Review by C.J. Bunce
A few years ago here at borg I reviewed 2018’s Mystery Road, an Australian television Western series about Outback indigenous Detective Jay Swan, played by Aaron Pedersen (The Gloaming) co-starring twice Oscar-nominated actor Judy Davis (A Passage to India, Ratched, Impromptu). The first two seasons featured Pedersen, then went back in time with a younger actor for a third prequel season. What you may have missed is the first appearance of Pedersen as Detective Swan five years earlier in 2013 in the critically acclaimed movie also titled Mystery Road. That movie is now streaming here on Prime Video. Winner of several awards in Australia, it co-stars The Lord of the Rings and Captain America: The First Avenger’s Hugo Weaving, plus an early appearance by his niece Samara Weaving (Scream VI, Ready or Not, Snake Eyes), Jack Thompson (Star Wars prequels, Midnight in the Garden of Good and Evil), True Blood’s Ryan Kwanten, Tony Barry (Harrow), and the man in seemingly every franchise, Bruce Spence (Star Wars, The Lord of the Rings, Pirates of the Caribbean, The Chronicles of Narnia, The Matrix, Mad Max). If you’re a fan of authentic classic Westerns in the vein of High Noon, you won’t want to miss it.

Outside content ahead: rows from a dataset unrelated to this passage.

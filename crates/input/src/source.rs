//! Keyboard capability used by the game loop.
//!
//! The loop asks two questions: is a key waiting (without blocking), and what is
//! the next character (blocking). [`TerminalKeys`] answers them from crossterm;
//! [`ScriptedKeys`] answers them from a fixed script.

use std::collections::VecDeque;
use std::time::Duration;

use anyhow::{anyhow, Result};
use crossterm::event::{self, Event, KeyEvent, KeyEventKind};

use crate::map::key_to_char;

pub trait KeySource {
    /// Whether a key press is waiting. Never blocks.
    fn poll_pending(&mut self) -> Result<bool>;

    /// Consume one key press, blocking until one arrives.
    fn read_char(&mut self) -> Result<char>;
}

impl<K: KeySource + ?Sized> KeySource for &mut K {
    fn poll_pending(&mut self) -> Result<bool> {
        (**self).poll_pending()
    }

    fn read_char(&mut self) -> Result<char> {
        (**self).read_char()
    }
}

/// Keyboard backed by crossterm's event queue.
///
/// Expects the terminal to already be in raw mode (see the term crate's renderer).
#[derive(Debug, Default)]
pub struct TerminalKeys {
    /// Press found by `poll_pending`, handed out by the next `read_char`.
    pending: Option<KeyEvent>,
}

impl TerminalKeys {
    pub fn new() -> Self {
        Self { pending: None }
    }
}

impl KeySource for TerminalKeys {
    fn poll_pending(&mut self) -> Result<bool> {
        if self.pending.is_some() {
            return Ok(true);
        }

        // Drain resizes, focus changes and releases so only a press counts as pending.
        while event::poll(Duration::ZERO)? {
            if let Some(key) = key_press(event::read()?) {
                self.pending = Some(key);
                return Ok(true);
            }
        }
        Ok(false)
    }

    fn read_char(&mut self) -> Result<char> {
        if let Some(key) = self.pending.take() {
            return Ok(key_to_char(key));
        }
        loop {
            if let Some(key) = key_press(event::read()?) {
                return Ok(key_to_char(key));
            }
        }
    }
}

fn key_press(ev: Event) -> Option<KeyEvent> {
    match ev {
        Event::Key(key) if key.kind != KeyEventKind::Release => Some(key),
        _ => None,
    }
}

/// One poll's worth of scripted keyboard activity.
#[derive(Debug, Clone, Copy, PartialEq, Eq)]
pub enum KeyStep {
    /// Nothing typed
    Idle,
    /// This character is typed
    Press(char),
    /// The terminal reports an error
    Fail,
}

/// Deterministic keyboard for tests and replays.
///
/// Every `poll_pending` without a buffered key consumes one step. A blocking
/// `read_char` skips idle steps until it reaches a press. An exhausted script
/// reports no pending keys and fails blocking reads.
#[derive(Debug, Clone, Default)]
pub struct ScriptedKeys {
    steps: VecDeque<KeyStep>,
    pending: Option<char>,
    polls: usize,
}

impl ScriptedKeys {
    pub fn new(steps: impl IntoIterator<Item = KeyStep>) -> Self {
        Self {
            steps: steps.into_iter().collect(),
            pending: None,
            polls: 0,
        }
    }

    /// Script where each character is typed at successive polls; `.` means idle.
    pub fn typed(script: &str) -> Self {
        Self::new(script.chars().map(|ch| match ch {
            '.' => KeyStep::Idle,
            ch => KeyStep::Press(ch),
        }))
    }

    /// Number of `poll_pending` calls so far.
    pub fn polls(&self) -> usize {
        self.polls
    }

    /// Steps not yet consumed.
    pub fn remaining(&self) -> usize {
        self.steps.len()
    }
}

impl KeySource for ScriptedKeys {
    fn poll_pending(&mut self) -> Result<bool> {
        self.polls += 1;
        if self.pending.is_some() {
            return Ok(true);
        }
        match self.steps.pop_front() {
            Some(KeyStep::Press(ch)) => {
                self.pending = Some(ch);
                Ok(true)
            }
            Some(KeyStep::Fail) => Err(anyhow!("scripted terminal failure")),
            Some(KeyStep::Idle) | None => Ok(false),
        }
    }

    fn read_char(&mut self) -> Result<char> {
        if let Some(ch) = self.pending.take() {
            return Ok(ch);
        }
        loop {
            match self.steps.pop_front() {
                Some(KeyStep::Press(ch)) => return Ok(ch),
                Some(KeyStep::Idle) => continue,
                Some(KeyStep::Fail) => return Err(anyhow!("scripted terminal failure")),
                None => return Err(anyhow!("key script exhausted")),
            }
        }
    }
}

Fans of crime TV have seen the tropes, but they haven’t seen them this way. Who did it better? Gary Cooper or Aaron Pedersen? We fortunately don’t have to answer that, but Pedersen was a wise choice for this role. His authenticity as Detective Swan is almost palpable as a young cop returning home to his small Queensland town after training in the city. His first case isn’t easy: The body of a young woman is found murdered in a culvert frequented by semi-truck traffic. He must maneuver his past and those who know him as well as a deep schism between races.

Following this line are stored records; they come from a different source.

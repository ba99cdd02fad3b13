//! Core game logic module - pure, deterministic, and testable
//!
//! This module contains all the game rules, state management, and simulation logic.
//! It has **no dependencies** on terminal I/O, making it:
//!
//! - **Deterministic**: The engine owns its random source; a fixed seed or a
//!   scripted [`SequenceRng`] replays the same run
//! - **Testable**: Every rule is a plain method call on [`GameEngine`]
//! - **Portable**: Runs in a terminal, in benches, or headless
//! - **Fast**: The tick paths never allocate; the board is allocated once
//!
//! # Module Structure
//!
//! - [`config`]: validated road layout and derived wall/lane columns
//! - [`board`]: flat row-major grid with permanent wall columns
//! - [`game_engine`]: obstacle shifting, spawning, steering, scoring, game over
//! - [`rng`]: injectable randomness
//! - [`snapshot`]: borrowed read-only frame view
//!
//! # Game Rules
//!
//! - **Road**: two wall columns bound the lanes; the car can never touch them
//! - **Obstacles**: every tick the road scrolls down one row and a new obstacle
//!   may appear in the top row with probability `1 / (10 - difficulty)`
//! - **Scoring**: one point per tick; every 10 points the tick delay drops by
//!   5ms (floor 30ms) and difficulty rises by one (cap 7)
//! - **Game over**: an obstacle and the car in the same cell
//!
//! # Example
//!
//! ```
//! use tui_racer_core::{GameConfig, GameEngine, SequenceRng};
//! use tui_racer_types::Direction;
//!
//! let mut game = GameEngine::new(GameConfig::default(), SequenceRng::never_spawn());
//!
//! game.tick(Some(Direction::Left));
//! assert_eq!(game.score(), 1);
//! assert_eq!(game.player_column(), 9);
//! assert!(!game.is_game_over());
//! ```

pub mod board;
pub mod config;
pub mod game_engine;
pub mod rng;
pub mod snapshot;

pub use tui_racer_types as types;

// Re-export commonly used types for convenience
pub use board::Board;
pub use config::{ConfigError, GameConfig};
pub use game_engine::{spawn_odds, GameEngine};
pub use rng::{RandomSource, SequenceRng, SimpleRng};
pub use snapshot::{speed_display, GameSnapshot};
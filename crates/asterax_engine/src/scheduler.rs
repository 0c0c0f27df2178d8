//! Delayed task scheduling
//!
//! Replaces coroutine-style "wait, then resume" flows with explicit timers.
//! Each scheduled payload gets a `TaskId` that can cancel it before it fires.
//! Time is whatever the caller passes in (game seconds), so a fake clock or
//! a fixed-step loop drives it the same way as a real one.

use slotmap::{new_key_type, SlotMap};

new_key_type! {
    /// Handle to a pending task
    pub struct TaskId;
}

#[derive(Debug)]
struct PendingTask<T> {
    due: f64,
    sequence: u64,
    payload: T,
}

/// Timer queue holding payloads until their due time
#[derive(Debug)]
pub struct Scheduler<T> {
    tasks: SlotMap<TaskId, PendingTask<T>>,
    next_sequence: u64,
}

impl<T> Scheduler<T> {
    /// Create an empty scheduler
    pub fn new() -> Self {
        Self {
            tasks: SlotMap::with_key(),
            next_sequence: 0,
        }
    }

    /// Schedule `payload` to become due `delay` seconds after `now`
    pub fn schedule(&mut self, now: f64, delay: f64, payload: T) -> TaskId {
        let sequence = self.next_sequence;
        self.next_sequence += 1;
        self.tasks.insert(PendingTask {
            due: now + delay.max(0.0),
            sequence,
            payload,
        })
    }

    /// Cancel a pending task, returning whether it was still pending
    pub fn cancel(&mut self, id: TaskId) -> bool {
        self.tasks.remove(id).is_some()
    }

    /// Whether `id` is still waiting to fire
    pub fn is_pending(&self, id: TaskId) -> bool {
        self.tasks.contains_key(id)
    }

    /// Due time of a pending task
    pub fn due_time(&self, id: TaskId) -> Option<f64> {
        self.tasks.get(id).map(|task| task.due)
    }

    /// Remove and return every payload due at or before `now`
    ///
    /// Payloads come back ordered by due time, then by scheduling order.
    pub fn drain_due(&mut self, now: f64) -> Vec<T> {
        let mut due: Vec<(TaskId, f64, u64)> = self
            .tasks
            .iter()
            .filter(|(_, task)| task.due <= now)
            .map(|(id, task)| (id, task.due, task.sequence))
            .collect();
        due.sort_by(|a, b| a.1.total_cmp(&b.1).then(a.2.cmp(&b.2)));

        due.into_iter()
            .filter_map(|(id, _, _)| self.tasks.remove(id))
            .map(|task| task.payload)
            .collect()
    }

    /// Number of pending tasks
    pub fn len(&self) -> usize {
        self.tasks.len()
    }

    /// Whether no task is pending
    pub fn is_empty(&self) -> bool {
        self.tasks.is_empty()
    }

    /// Drop every pending task (useful for state transitions)
    pub fn clear(&mut self) {
        self.tasks.clear();
    }
}

impl<T> Default for Scheduler<T> {
    fn default() -> Self {
        Self::new()
    }
}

Swan only breaks his steady demeanor whenever his daughter (played by Tricia Whitton) is brought into a conversation by a suspect. And it’s the threat of safety for his family, a moment requiring confrontation as with Gary Cooper’s Marshall Will Kane in High Noon, that leads to the film’s explosive climax. But Pedersen plays this slightly more cop, than Western, more Steve McQueen in Bullitt and Clint Eastwood in Dirty Harry.

This is a Western with a slow burn. Swan uses his knowledge of the locals and his contacts to dig into the mystery. Getting in his way is his sergeant, played by Tony Barry. Samara Weaving plays the wife of a cop who died shortly after digging into the crime world infesting this small town. Man of many characters, New Zealand-born Australian actor Bruce Spence plays the local coroner. And Jack Charles is a great feature as Swan’s uncle.

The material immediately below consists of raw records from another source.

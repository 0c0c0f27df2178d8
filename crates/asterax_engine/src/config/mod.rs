//! Configuration system
//!
//! Config files are picked by extension: `.toml` or `.ron`.

pub use serde::{Serialize, Deserialize};

use std::path::Path;

/// Configuration trait
pub trait Config: Serialize + for<'de> Deserialize<'de> + Default {
    /// Load configuration from file
    fn load_from_file(path: impl AsRef<Path>) -> Result<Self, ConfigError> {
        let path = path.as_ref();
        let contents = std::fs::read_to_string(path)?;

        match extension(path) {
            Some("toml") => {
                toml::from_str(&contents).map_err(|e| ConfigError::Parse(e.to_string()))
            }
            Some("ron") => ron::from_str(&contents).map_err(|e| ConfigError::Parse(e.to_string())),
            _ => Err(ConfigError::UnsupportedFormat(path.display().to_string())),
        }
    }

    /// Save configuration to file
    fn save_to_file(&self, path: impl AsRef<Path>) -> Result<(), ConfigError> {
        let path = path.as_ref();
        let contents = match extension(path) {
            Some("toml") => {
                toml::to_string_pretty(self).map_err(|e| ConfigError::Serialize(e.to_string()))?
            }
            Some("ron") => ron::ser::to_string_pretty(self, ron::ser::PrettyConfig::default())
                .map_err(|e| ConfigError::Serialize(e.to_string()))?,
            _ => return Err(ConfigError::UnsupportedFormat(path.display().to_string())),
        };

        std::fs::write(path, contents).map_err(ConfigError::Io)
    }

    /// Load configuration, or fall back to defaults when the file does not exist
    ///
    /// A file that exists but fails to parse is still an error.
    fn load_or_default(path: impl AsRef<Path>) -> Result<Self, ConfigError> {
        let path = path.as_ref();
        if path.exists() {
            Self::load_from_file(path)
        } else {
            log::warn!("Config file {} not found, using defaults", path.display());
            Ok(Self::default())
        }
    }
}

fn extension(path: &Path) -> Option<&str> {
    path.extension().and_then(|ext| ext.to_str())
}

/// Configuration errors
#[derive(thiserror::Error, Debug)]
pub enum ConfigError {
    /// IO error
    #[error("IO error: {0}")]
    Io(#[from] std::io::Error),

    /// Parse error
    #[error("Parse error: {0}")]
    Parse(String),

    /// Serialization error
    #[error("Serialization error: {0}")]
    Serialize(String),

    /// Unsupported format
    #[error("Unsupported format: {0}")]
    UnsupportedFormat(String),
}
//! Application trait and lifecycle management

use crate::config::ConfigError;
use crate::engine::{Engine, EngineError};
use thiserror::Error;

/// Application lifecycle trait
///
/// Implement this trait to plug a game into the engine loop.
pub trait Application {
    /// Initialize the application
    ///
    /// Called once after the engine is initialized. Use this to set up your
    /// initial game state.
    fn initialize(&mut self, engine: &mut Engine) -> Result<(), AppError>;

    /// Update the application
    ///
    /// Called every frame. Implement your game logic here.
    ///
    /// # Arguments
    /// * `engine` - Mutable reference to the engine
    /// * `delta_time` - Time since last frame in seconds
    fn update(&mut self, engine: &mut Engine, delta_time: f32) -> Result<(), AppError>;

    /// Cleanup the application
    ///
    /// Called when the application is shutting down.
    fn cleanup(&mut self, engine: &mut Engine);
}

/// Application-level errors
#[derive(Error, Debug)]
pub enum AppError {
    /// Engine error propagated to application level
    #[error("Engine error: {0}")]
    Engine(#[from] EngineError),

    /// Configuration error
    #[error("Config error: {0}")]
    Config(#[from] ConfigError),

    /// Game logic error
    #[error("Game logic error: {0}")]
    GameLogic(String),

    /// Custom application error
    #[error("Application error: {0}")]
    Custom(String),
}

Is Hugo Weaving’s older cop behind it all? His informant gets in the way of Swan’s case early on, and he seems to have his fingers in everything in the town.

As Swan looks upon the indigenous community getting roughed up by other cops on patrol, you can see the fine wire he is walking. White cops accuse him of turning on his own. Even the indigenous local kids show him little respect. But as viewers would find five years later in the series, Swan’s role is the long game. Swan holds back any emotions like John Wayne in The Searchers–until he no longer can.

Suddenly he’s in the middle of a gunfight for his life, a gunfight that would look very different in the American West, yet it works as well in the sandy, sunburnt hills of the Outback.
The red herring is a good one, and the payoff is good, too.
Although the daughter would be re-cast for the series, Tasma Walton (Cleverman) plays Swan’s wife in both. Pedersen starred in one more appearance as Swan, the 2016 movie Goldstone, which co-starred David Wenham (The Lord of the Rings, Iron Fist, Pirates of the Caribbean: Dead Men Tell No Tales) and Pei-Pei Cheng (Crouching Tiger, Hidden Dragon, Mulan).

The movie Mystery Road was a big score for quintuple threat Ivan Sen, who was writer, director, editor, cinematographer, and musical composer. Usually a project for someone spread so thin doesn’t come off as such a seamless artistic experience. His aerial shots clearly keep viewers involved with Swan’s movements about town. Not many Westerns double as a crime thriller like this. Not many thrillers handle marginalized peoples’ struggles, corruption, and community so well.
For fans of the Western genre and Australia, Mystery Road is streaming on Amazon Prime.